──────── Available records ────────

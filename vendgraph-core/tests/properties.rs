//! Property tests for the structural invariants of generated graphs.

mod common;

use proptest::prelude::*;
use vendgraph_core::DistanceBounds;

use common::{seeded_generator, suite_proptest_config};

proptest! {
    #![proptest_config(suite_proptest_config(128))]

    #[test]
    fn generated_graphs_satisfy_invariants(
        node_count in 2_usize..40,
        percent in 0_i64..=100,
        seed in any::<u64>(),
    ) {
        let graph = seeded_generator(node_count, percent, seed)
            .generate()
            .map_err(|err| TestCaseError::fail(err.to_string()))?;
        let matrix = graph.matrix();

        prop_assert_eq!(matrix.check_invariants(&DistanceBounds::default()), Ok(()));
        for (_, _, weight) in matrix.edges() {
            let cents = weight * 100.0;
            prop_assert!((cents.round() - cents).abs() < 1e-6, "{} has extra digits", weight);
        }
    }

    #[test]
    fn repair_only_touches_isolated_nodes(
        node_count in 2_usize..40,
        percent in 0_i64..=100,
        seed in any::<u64>(),
    ) {
        let graph = seeded_generator(node_count, percent, seed)
            .generate()
            .map_err(|err| TestCaseError::fail(err.to_string()))?;
        let repaired = graph.repair().repaired_count();

        prop_assert!(repaired <= node_count);
        if percent == 100 {
            prop_assert_eq!(repaired, 0);
            prop_assert_eq!(graph.matrix().edge_count(), node_count * (node_count - 1) / 2);
        }
        for edge in graph.repair().edges() {
            prop_assert_ne!(edge.node, edge.partner);
            prop_assert_eq!(graph.matrix().weight(edge.node, edge.partner), Some(edge.weight));
        }
    }

    #[test]
    fn zero_probability_degree_comes_from_repair(
        node_count in 2_usize..40,
        seed in any::<u64>(),
    ) {
        let graph = seeded_generator(node_count, 0, seed)
            .generate()
            .map_err(|err| TestCaseError::fail(err.to_string()))?;

        prop_assert_eq!(graph.matrix().edge_count(), graph.repair().repaired_count());
        prop_assert!((0..node_count).all(|node| graph.matrix().degree(node) >= 1));
    }
}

────────

- [What the task asks]: Give an exact copy of every line from the one holding "let matrix = graph.matrix();" through the end of the records, both included, and no other lines.

- [Answer box]:
        let matrix = graph.matrix();

        prop_assert_eq!(matrix.check_invariants(&DistanceBounds::default()), Ok(()));
        for (_, _, weight) in matrix.edges() {
            let cents = weight * 100.0;
            prop_assert!((cents.round() - cents).abs() < 1e-6, "{} has extra digits", weight);
        }
    }

    #[test]
    fn repair_only_touches_isolated_nodes(
        node_count in 2_usize..40,
        percent in 0_i64..=100,
        seed in any::<u64>(),
    ) {
        let graph = seeded_generator(node_count, percent, seed)
            .generate()
            .map_err(|err| TestCaseError::fail(err.to_string()))?;
        let repaired = graph.repair().repaired_count();

        prop_assert!(repaired <= node_count);
        if percent == 100 {
            prop_assert_eq!(repaired, 0);
            prop_assert_eq!(graph.matrix().edge_count(), node_count * (node_count - 1) / 2);
        }
        for edge in graph.repair().edges() {
            prop_assert_ne!(edge.node, edge.partner);
            prop_assert_eq!(graph.matrix().weight(edge.node, edge.partner), Some(edge.weight));
        }
    }

    #[test]
    fn zero_probability_degree_comes_from_repair(
        node_count in 2_usize..40,
        seed in any::<u64>(),
    ) {
        let graph = seeded_generator(node_count, 0, seed)
            .generate()
            .map_err(|err| TestCaseError::fail(err.to_string()))?;

        prop_assert_eq!(graph.matrix().edge_count(), graph.repair().repaired_count());
        prop_assert!((0..node_count).all(|node| graph.matrix().degree(node) >= 1));
    }
}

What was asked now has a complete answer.